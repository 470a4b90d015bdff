//! Benchmarks for the RLE container hot paths.
//!
//! Run with: cargo bench

use criterion::{black_box, criterion_group, criterion_main, BenchmarkId, Criterion, Throughput};
use term_rle::{Run, RleVec};

type Rle = RleVec<u32, u32, 4>;

/// Alternating two-value stripes: the worst case for coalescing, every run
/// boundary survives.
fn striped(runs: usize, run_len: u32) -> Rle {
    (0..runs)
        .map(|i| Run::new((i % 2) as u32, run_len))
        .collect()
}

fn bench_replace(c: &mut Criterion) {
    let mut group = c.benchmark_group("replace");

    for &runs in &[4usize, 64, 1024] {
        let base = striped(runs, 8);
        let len = base.len();
        group.throughput(Throughput::Elements(runs as u64));

        // Overwrite the middle third with one value: splits both boundary
        // runs and erases everything between them.
        group.bench_with_input(BenchmarkId::new("middle_third", runs), &base, |b, base| {
            b.iter(|| {
                let mut rle = base.clone();
                rle.replace(len / 3, 2 * len / 3, 7).unwrap();
                black_box(rle)
            });
        });

        // Insert a foreign run in the middle of an existing run: the
        // mid-insertion split path.
        group.bench_with_input(BenchmarkId::new("mid_insert", runs), &base, |b, base| {
            b.iter(|| {
                let mut rle = base.clone();
                rle.replace_run(len / 2, len / 2, Run::new(9, 3)).unwrap();
                black_box(rle)
            });
        });

        // Paint the whole sequence back to a single run.
        group.bench_with_input(BenchmarkId::new("fill_all", runs), &base, |b, base| {
            b.iter(|| {
                let mut rle = base.clone();
                rle.replace(0, len, 1).unwrap();
                black_box(rle)
            });
        });
    }

    group.finish();
}

fn bench_iterate(c: &mut Criterion) {
    let mut group = c.benchmark_group("iterate");

    for &runs in &[64usize, 1024] {
        let base = striped(runs, 8);
        group.throughput(Throughput::Elements(base.len() as u64));

        group.bench_with_input(BenchmarkId::new("sum_elements", runs), &base, |b, base| {
            b.iter(|| base.iter().copied().sum::<u32>());
        });

        group.bench_with_input(BenchmarkId::new("cursor_seek", runs), &base, |b, base| {
            let len = base.len() as isize;
            b.iter(|| {
                let mut cursor = base.cursor();
                cursor.advance(len / 2);
                cursor.advance(len / 2 - len);
                black_box(cursor.get())
            });
        });
    }

    group.finish();
}

criterion_group!(benches, bench_replace, bench_iterate);
criterion_main!(benches);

———

■ What to produce
Write out word for word only the lines from the start of the entries down to the line with "group.throughput(Throughput::Elements(base.len() as u64));", please, including both ends.

■ Solved problem
repository 470a4b90d015bdff
//! Benchmarks for the RLE container hot paths.
//!
//! Run with: cargo bench

use criterion::{black_box, criterion_group, criterion_main, BenchmarkId, Criterion, Throughput};
use term_rle::{Run, RleVec};

type Rle = RleVec<u32, u32, 4>;

/// Alternating two-value stripes: the worst case for coalescing, every run
/// boundary survives.
fn striped(runs: usize, run_len: u32) -> Rle {
    (0..runs)
        .map(|i| Run::new((i % 2) as u32, run_len))
        .collect()
}

fn bench_replace(c: &mut Criterion) {
    let mut group = c.benchmark_group("replace");

    for &runs in &[4usize, 64, 1024] {
        let base = striped(runs, 8);
        let len = base.len();
        group.throughput(Throughput::Elements(runs as u64));

        // Overwrite the middle third with one value: splits both boundary
        // runs and erases everything between them.
        group.bench_with_input(BenchmarkId::new("middle_third", runs), &base, |b, base| {
            b.iter(|| {
                let mut rle = base.clone();
                rle.replace(len / 3, 2 * len / 3, 7).unwrap();
                black_box(rle)
            });
        });

        // Insert a foreign run in the middle of an existing run: the
        // mid-insertion split path.
        group.bench_with_input(BenchmarkId::new("mid_insert", runs), &base, |b, base| {
            b.iter(|| {
                let mut rle = base.clone();
                rle.replace_run(len / 2, len / 2, Run::new(9, 3)).unwrap();
                black_box(rle)
            });
        });

        // Paint the whole sequence back to a single run.
        group.bench_with_input(BenchmarkId::new("fill_all", runs), &base, |b, base| {
            b.iter(|| {
                let mut rle = base.clone();
                rle.replace(0, len, 1).unwrap();
                black_box(rle)
            });
        });
    }

    group.finish();
}

fn bench_iterate(c: &mut Criterion) {
    let mut group = c.benchmark_group("iterate");

    for &runs in &[64usize, 1024] {
        let base = striped(runs, 8);
        group.throughput(Throughput::Elements(base.len() as u64));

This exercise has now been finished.